RESULTS AND DISCUSSION
STRUCTURE OF MATERIALS/CONSTITUENTS
The XRD and EDS patterns obtained are presented below in Figures 4.00 and 4.04. The laterite consisted predominantly of potassium aluminum silicate hydroxide KAl2(Si3Al)O10(OH2) –illite.
CONCLUSIONS AND FUTURE WORK
Composites consisting of earth-based materials reinforced with natural fiber (straw), and plain matrices were prepared. The mechanical properties of the various compositions (in both matrices and composites) were determined. The results in both cases were compared to verify the effects of reinforcement. The mechanical properties were determined with the aid of a universal testing machine. In addition, the results obtained were compared to that of fired clay.

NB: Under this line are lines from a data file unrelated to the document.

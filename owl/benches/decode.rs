//! Benchmarks for decoding throughput.
//!
//! Measures plain and compacted decoding over synthetic GO-shaped documents of
//! increasing size, and over the bundled GO-slim sample.

use criterion::{black_box, criterion_group, criterion_main, BenchmarkId, Criterion, Throughput};
use gogo_owl::Decoder;

const ROOT_OPEN: &str = r#"<?xml version="1.0"?>
<rdf:RDF xmlns:obo="http://purl.obolibrary.org/obo/"
     xmlns:owl="http://www.w3.org/2002/07/owl#"
     xmlns:rdf="http://www.w3.org/1999/02/22-rdf-syntax-ns#"
     xmlns:rdfs="http://www.w3.org/2000/01/rdf-schema#"
     xmlns:oboInOwl="http://www.geneontology.org/formats/oboInOwl#">
"#;

const SAMPLE: &str = include_str!("../tests/data/goslim_sample.owl");

// ============================================================================
// Document generation
// ============================================================================

/// Builds `n` classes, each with a label, an id, a direct parent, a
/// part_of restriction and one annotated synonym.
fn document(n: usize) -> String {
    let mut doc = String::from(ROOT_OPEN);
    for i in 0..n {
        let parent = i / 2;
        doc.push_str(&format!(
            r#"<owl:Class rdf:about="http://purl.obolibrary.org/obo/GO_{i:07}">
    <rdfs:subClassOf rdf:resource="http://purl.obolibrary.org/obo/GO_{parent:07}"/>
    <rdfs:subClassOf>
        <owl:Restriction>
            <owl:onProperty rdf:resource="http://purl.obolibrary.org/obo/BFO_0000050"/>
            <owl:someValuesFrom rdf:resource="http://purl.obolibrary.org/obo/GO_{parent:07}"/>
        </owl:Restriction>
    </rdfs:subClassOf>
    <oboInOwl:hasExactSynonym rdf:datatype="http://www.w3.org/2001/XMLSchema#string">term {i}</oboInOwl:hasExactSynonym>
    <oboInOwl:id rdf:datatype="http://www.w3.org/2001/XMLSchema#string">GO:{i:07}</oboInOwl:id>
    <rdfs:label rdf:datatype="http://www.w3.org/2001/XMLSchema#string">process {i}</rdfs:label>
</owl:Class>
<owl:Axiom>
    <owl:annotatedSource rdf:resource="http://purl.obolibrary.org/obo/GO_{i:07}"/>
    <owl:annotatedProperty rdf:resource="http://www.geneontology.org/formats/oboInOwl#hasExactSynonym"/>
    <owl:annotatedTarget rdf:datatype="http://www.w3.org/2001/XMLSchema#string">term {i}</owl:annotatedTarget>
    <oboInOwl:hasDbXref rdf:datatype="http://www.w3.org/2001/XMLSchema#string">GOC:bench</oboInOwl:hasDbXref>
</owl:Axiom>
"#
        ));
    }
    doc.push_str("</rdf:RDF>\n");
    doc
}

fn count(doc: &str) -> usize {
    match Decoder::new(doc.as_bytes()) {
        Ok(decoder) => decoder.filter_map(Result::ok).count(),
        Err(_) => 0,
    }
}

fn count_compacted(doc: &str) -> usize {
    match Decoder::new(doc.as_bytes()) {
        Ok(mut decoder) => decoder.compacted().filter_map(Result::ok).count(),
        Err(_) => 0,
    }
}

// ============================================================================
// Benchmark: decode throughput
// ============================================================================

fn bench_decode(c: &mut Criterion) {
    let mut group = c.benchmark_group("decode");
    for n in [100usize, 1_000, 10_000] {
        let doc = document(n);
        group.throughput(Throughput::Bytes(doc.len() as u64));
        group.bench_with_input(BenchmarkId::new("plain", n), &doc, |b, doc| {
            b.iter(|| count(black_box(doc)));
        });
        group.bench_with_input(BenchmarkId::new("compacted", n), &doc, |b, doc| {
            b.iter(|| count_compacted(black_box(doc)));
        });
    }
    group.finish();
}

// ============================================================================
// Benchmark: GO-slim sample
// ============================================================================

fn bench_sample(c: &mut Criterion) {
    let mut group = c.benchmark_group("goslim_sample");
    group.throughput(Throughput::Bytes(SAMPLE.len() as u64));
    group.bench_function("plain", |b| b.iter(|| count(black_box(SAMPLE))));
    group.finish();
}

criterion_group!(benches, bench_decode, bench_sample);
criterion_main!(benches);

Scanning electron microscopy was used to characterize the surface morphology of the prepared samples. X-ray diffraction and energy dispersive X-ray spectroscopy were carried out to provide information on the structure and compositions of the samples.
Fiber-reinforcement resulted in an increase in compressive strength from 2.57 MPa to 2.91 MPa at maximum compressive strength. Interestingly, a plain laterite sample had a compressive strength of ~3.03 MPa. This value was the closest to that of fired clay (4.95 MPa). Samples reinforced with straw fibres had increased flexural strengths and fracture toughness. Composites with fiber volume percentage of ~20% had flexural strengths and fracture toughness values up to 34.4 ± 1.5 MPa and 1.41 ± 0.13 MPa 𝑚 respectively. These values exceed those obtained for plain matrices (25.9 ± 2.4 MPa and 1.08 ± 0.04 MPa 𝑚) at the same fibre composition.
The measured matrix strengths are consistent with reactions that are revealed by the XRD analyses. Similarly, the composite strengths are consistent with the good bonding between the straw fibers and the matrix materials.
SUGGESTIONS FOR FUTURE WORK
- There is a need to study the underlying toughening mechanism and resistance- curve behavior of the different materials using techniques that are similar to those used in prior work on natural fiber-reinforced cementitious matrix composites (Savasrano et at., 2003). There is also a need to model the resistance-curve behavior using crack-tip shielding
- There is the potential to extend the current work to materials produced from black cotton soil and bentonitic rocks. Other natural fibers could also be studied to provide a range of composite materials for potential applications in affordable buildings.
- There is the need to study the potential degradation in the mechanical properties as a function of environmental exposure and cyclic Loading.